METAMORFOSE EM AGOSTO

O verão solta os cabelos como a mulher
que se ergueu do leito e avança para o espelho,
com as mãos da manhã a viajarem pela sua pele. O que ela vê é o reflexo dos sonhos que as suas pálpebras fecharam para que o dia se não apoderasse de imagens que ela própria já esqueceu; e
quando despe a túnica da noite, olha
para os seios como se neles corresse o leite
que alimenta o desejo, e entrelaça nos seus
cumes os gestos trânsfugas do amor.

O verão, que subiu às açoteias do litoral
como o grito dos amantes que incendiou
a tarde e atravessou a terra com um calafrio
de nortada, transformou-se no carreiro
de formigas que se perderam da sua cova.
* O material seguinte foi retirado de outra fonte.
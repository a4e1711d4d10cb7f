use crate::AssetError;
use image::DynamicImage;
use std::path::Path;

/// Decoded RGBA8 pixels, rows top to bottom.
#[derive(Debug, Clone, PartialEq, Eq)]
pub struct TextureData {
    pub width: u32,
    pub height: u32,
    pub rgba: Vec<u8>,
}

impl TextureData {
    /// 1x1 opaque white, used when a texture fails to load.
    pub fn white() -> Self {
        Self {
            width: 1,
            height: 1,
            rgba: vec![255; 4],
        }
    }

    pub fn from_image(image: &DynamicImage) -> Self {
        let rgba = image.to_rgba8();
        let (width, height) = rgba.dimensions();
        Self {
            width,
            height,
            rgba: rgba.into_raw(),
        }
    }
}

pub fn load_texture(path: impl AsRef<Path>) -> Result<TextureData, AssetError> {
    let path = path.as_ref();
    let image = image::open(path).map_err(|source| AssetError::Image {
        path: path.to_path_buf(),
        source,
    })?;
    let texture = TextureData::from_image(&image);
    tracing::debug!(
        "texture {} loaded: {}x{}",
        path.display(),
        texture.width,
        texture.height
    );
    Ok(texture)
}

/// Like [`load_texture`], but logs the failure and returns white instead.
pub fn load_texture_or_white(path: impl AsRef<Path>) -> TextureData {
    load_texture(path).unwrap_or_else(|e| {
        tracing::warn!("{e}; using a white texture");
        TextureData::white()
    })
}

#[cfg(test)]
mod tests {
    use super::*;
    use image::{ImageBuffer, Rgb};

    #[test]
    fn rgb_is_expanded_to_rgba() {
        let img = ImageBuffer::from_pixel(2, 2, Rgb([10u8, 20, 30]));
        let tex = TextureData::from_image(&DynamicImage::ImageRgb8(img));
        assert_eq!((tex.width, tex.height), (2, 2));
        assert_eq!(tex.rgba.len(), 16);
        assert_eq!(&tex.rgba[..4], &[10, 20, 30, 255]);
    }

    #[test]
    fn missing_texture_falls_back_to_white() {
        let tex = load_texture_or_white("/nonexistent/atlas.png");
        assert_eq!(tex, TextureData::white());
    }

    #[test]
    fn load_from_disk() {
        let dir = tempfile::tempdir().unwrap();
        let path = dir.path().join("atlas.png");
        ImageBuffer::from_pixel(4, 2, Rgb([1u8, 2, 3])).save(&path).unwrap();
        let tex = load_texture(&path).unwrap();
        assert_eq!((tex.width, tex.height), (4, 2));
    }
}
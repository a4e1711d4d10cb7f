use crate::AssetError;
use image::DynamicImage;
use mazeview_kernel::CollisionMap;
use std::path::Path;

/// Load the maze image and derive its collision map.
pub fn load_collision_map(path: impl AsRef<Path>) -> Result<CollisionMap, AssetError> {
    let path = path.as_ref();
    let image = image::open(path).map_err(|source| AssetError::Image {
        path: path.to_path_buf(),
        source,
    })?;
    let map = collision_map_from_image(&image)?;
    tracing::info!(
        "collision map {} loaded: {}x{}, {} blocked cells",
        path.display(),
        map.width(),
        map.height(),
        map.blocked_count()
    );
    Ok(map)
}

/// A cell is blocked when the pixel's red sample is at the maximum value for
/// the image's sample type. Other channels are ignored.
pub fn collision_map_from_image(image: &DynamicImage) -> Result<CollisionMap, AssetError> {
    let width = image.width() as usize;
    let height = image.height() as usize;
    let cells: Vec<bool> = match image {
        DynamicImage::ImageLuma16(_)
        | DynamicImage::ImageLumaA16(_)
        | DynamicImage::ImageRgb16(_)
        | DynamicImage::ImageRgba16(_) => image
            .to_rgba16()
            .pixels()
            .map(|p| p.0[0] == u16::MAX)
            .collect(),
        DynamicImage::ImageRgb32F(_) | DynamicImage::ImageRgba32F(_) => image
            .to_rgba32f()
            .pixels()
            .map(|p| p.0[0] >= 1.0)
            .collect(),
        _ => image
            .to_rgba8()
            .pixels()
            .map(|p| p.0[0] == u8::MAX)
            .collect(),
    };
    Ok(CollisionMap::new(width, height, cells)?)
}
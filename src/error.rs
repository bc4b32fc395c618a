//! Error types for the hoptable library

use thiserror::Error;

/// Failures a table computation can surface.
///
/// All variants are unrecoverable for the current invocation; there is no
/// retry path inside this crate.
#[derive(Debug, Clone, PartialEq, Eq, Error)]
pub enum GraphError {
    /// An edge token did not split into exactly two non-empty vertex labels.
    #[error("invalid edge '{0}': expected 'source->destination'")]
    InvalidEdgeFormat(String),

    /// No vertices survived parsing (or the input was empty to begin with).
    #[error("edge list contains no vertices")]
    EmptyGraph,

    /// A solver was started from a vertex that is not in the graph. This is
    /// a caller bug, not a data condition.
    #[error("start vertex '{0}' is not in the graph")]
    InvalidStartVertex(String),
}

/// Convenience result type for hoptable operations
pub type Result<T> = std::result::Result<T, GraphError>;
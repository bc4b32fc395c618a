//! Directed weighted graph over interned city labels
//!
//! Vertices are string labels interned to dense `u32` ids in first-seen
//! order; that order is the canonical vertex order for one run and drives
//! the ordering of every downstream result.

use std::collections::HashMap;

/// Adjacency structure plus vertex set, built once per request and read-only
/// during the solve phase.
#[derive(Debug, Default, Clone)]
pub struct CityGraph {
    /// Vertex labels in first-seen order; index in this vec is the vertex id.
    labels: Vec<String>,
    /// Label → vertex id.
    index: HashMap<String, u32>,
    /// Per-source map from neighbor id to edge weight.
    adjacency: Vec<HashMap<u32, u32>>,
}

impl CityGraph {
    pub fn new() -> Self {
        Self::default()
    }

    fn intern(&mut self, label: &str) -> u32 {
        if let Some(&id) = self.index.get(label) {
            return id;
        }
        let id = self.labels.len() as u32;
        self.labels.push(label.to_string());
        self.index.insert(label.to_string(), id);
        self.adjacency.push(HashMap::new());
        id
    }

    /// Register a directed edge. Both endpoints join the vertex set; a
    /// repeated (source, destination) pair overwrites the earlier weight.
    pub fn add_edge(&mut self, source: &str, destination: &str, weight: u32) {
        let s = self.intern(source);
        let d = self.intern(destination);
        self.adjacency[s as usize].insert(d, weight);
    }

    /// Vertex labels in canonical (first-seen) order.
    pub fn vertices(&self) -> &[String] {
        &self.labels
    }

    pub fn vertex_count(&self) -> usize {
        self.labels.len()
    }

    pub fn is_empty(&self) -> bool {
        self.labels.is_empty()
    }

    pub fn edge_count(&self) -> usize {
        self.adjacency.iter().map(|n| n.len()).sum()
    }

    pub fn index_of(&self, label: &str) -> Option<u32> {
        self.index.get(label).copied()
    }

    pub fn label(&self, vertex: u32) -> &str {
        &self.labels[vertex as usize]
    }

    /// Outgoing (neighbor, weight) pairs of a vertex.
    pub fn neighbors(&self, vertex: u32) -> impl Iterator<Item = (u32, u32)> + '_ {
        self.adjacency[vertex as usize]
            .iter()
            .map(|(&n, &w)| (n, w))
    }
}
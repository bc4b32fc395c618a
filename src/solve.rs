//! Single-source shortest-path solver
//!
//! Classic Dijkstra relaxation over non-negative integer weights. The
//! non-negativity precondition is carried by the `u32` weight type; the
//! solver does not (and cannot) see negative edges.

use crate::error::{GraphError, Result};
use crate::frontier::PriorityFrontier;
use crate::graph::CityGraph;

/// In-solver distance sentinel for "not reached".
pub const INFINITY: u32 = u32::MAX;

/// Compute shortest distances from `start` to every vertex of the graph.
///
/// Returns one distance per vertex in canonical vertex order; vertices with
/// no directed path from `start` keep [`INFINITY`]. Disconnected graphs are
/// not an error. A `start` label absent from the vertex set fails fast with
/// [`GraphError::InvalidStartVertex`].
pub fn shortest_distances(graph: &CityGraph, start: &str) -> Result<Vec<u32>> {
    let source = graph
        .index_of(start)
        .ok_or_else(|| GraphError::InvalidStartVertex(start.to_string()))?;

    let n = graph.vertex_count();
    let mut dist = vec![INFINITY; n];
    dist[source as usize] = 0;

    // Seed the whole vertex set up front; unreached vertices sit at INFINITY
    // until a relaxation lowers them. Each vertex is inserted exactly once.
    let mut frontier = PriorityFrontier::with_capacity(n);
    for vertex in 0..n as u32 {
        frontier.insert(vertex, dist[vertex as usize]);
    }

    while let Some((current, current_dist)) = frontier.extract_min() {
        // Relaxing from an INFINITY vertex saturates back to INFINITY and
        // never improves anything, so no reachability guard is needed.
        for (neighbor, weight) in graph.neighbors(current) {
            let candidate = current_dist.saturating_add(weight);
            if candidate < dist[neighbor as usize] {
                dist[neighbor as usize] = candidate;
                frontier.decrease_key(neighbor, candidate);
            }
        }
    }

    Ok(dist)
}

#[cfg(test)]
mod tests {
    use super::*;
    use crate::parse::parse_edge_list;

    fn dist_by_label(graph: &CityGraph, dist: &[u32], label: &str) -> u32 {
        dist[graph.index_of(label).unwrap() as usize]
    }

    #[test]
    fn chain_distances_are_hop_counts() {
        let graph = parse_edge_list("A->B,B->C").unwrap();
        let dist = shortest_distances(&graph, "A").unwrap();

        assert_eq!(dist_by_label(&graph, &dist, "A"), 0);
        assert_eq!(dist_by_label(&graph, &dist, "B"), 1);
        assert_eq!(dist_by_label(&graph, &dist, "C"), 2);
    }

    #[test]
    fn edges_are_one_directional() {
        let graph = parse_edge_list("A->B").unwrap();
        let dist = shortest_distances(&graph, "B").unwrap();

        assert_eq!(dist_by_label(&graph, &dist, "B"), 0);
        assert_eq!(dist_by_label(&graph, &dist, "A"), INFINITY);
    }

    #[test]
    fn weighted_graph_prefers_cheaper_detour() {
        // Direct A->C costs 10; A->B->C costs 3.
        let mut graph = CityGraph::new();
        graph.add_edge("A", "C", 10);
        graph.add_edge("A", "B", 1);
        graph.add_edge("B", "C", 2);

        let dist = shortest_distances(&graph, "A").unwrap();
        assert_eq!(dist_by_label(&graph, &dist, "C"), 3);
    }

    #[test]
    fn zero_weight_edges_are_free() {
        let mut graph = CityGraph::new();
        graph.add_edge("A", "B", 0);
        graph.add_edge("B", "C", 4);

        let dist = shortest_distances(&graph, "A").unwrap();
        assert_eq!(dist_by_label(&graph, &dist, "B"), 0);
        assert_eq!(dist_by_label(&graph, &dist, "C"), 4);
    }

    #[test]
    fn unknown_start_fails_fast() {
        let graph = parse_edge_list("A->B").unwrap();
        let err = shortest_distances(&graph, "Z").unwrap_err();
        assert_eq!(err, GraphError::InvalidStartVertex("Z".to_string()));
    }
}
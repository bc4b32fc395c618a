//! Priority frontier for the shortest-path solver
//!
//! A min-ordered worklist of (vertex, tentative distance) pairs. Built on
//! `priority_queue` with `Reverse` priorities; the fixed hasher keeps
//! extraction order among equal distances stable across runs.

use std::cmp::Reverse;

use priority_queue::PriorityQueue;
use rustc_hash::FxBuildHasher;

/// Worklist of not-yet-finalized vertices ordered by tentative distance.
///
/// Holds each vertex at most once, so a settled vertex can never be
/// re-extracted.
#[derive(Debug)]
pub struct PriorityFrontier {
    queue: PriorityQueue<u32, Reverse<u32>, FxBuildHasher>,
}

impl PriorityFrontier {
    pub fn new() -> Self {
        Self {
            queue: PriorityQueue::with_default_hasher(),
        }
    }

    pub fn with_capacity(capacity: usize) -> Self {
        Self {
            queue: PriorityQueue::with_capacity_and_default_hasher(capacity),
        }
    }

    /// Add a vertex at the given tentative distance.
    pub fn insert(&mut self, vertex: u32, distance: u32) {
        self.queue.push(vertex, Reverse(distance));
    }

    /// Remove and return the vertex with the smallest tentative distance.
    pub fn extract_min(&mut self) -> Option<(u32, u32)> {
        self.queue.pop().map(|(vertex, Reverse(distance))| (vertex, distance))
    }

    /// Lower the tentative distance of a pending vertex. A vertex that is no
    /// longer in the frontier is ignored; late relaxations after a vertex
    /// settled must not error.
    pub fn decrease_key(&mut self, vertex: u32, distance: u32) {
        self.queue.change_priority(&vertex, Reverse(distance));
    }

    pub fn is_empty(&self) -> bool {
        self.queue.is_empty()
    }

    pub fn len(&self) -> usize {
        self.queue.len()
    }
}

impl Default for PriorityFrontier {
    fn default() -> Self {
        Self::new()
    }
}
Sigo-as
num caos de vagabundagem, como se elas me levassem ao encontro de uma recordação de madrugadas
de ócio, ouvindo a voz que ficou da insónia
emergir de uma dobra de lençóis, com
as sílabas exaustas de um imenso abraço.

E saúdo o verão que as trepadeiras possuíram
nos quintais anónimos de ruínas imprecisas, esse
que fez cair sobre nós o seu relâmpago de seda,
um sumo de palavras húmidas e a última ressonância de uma sombra de corpos.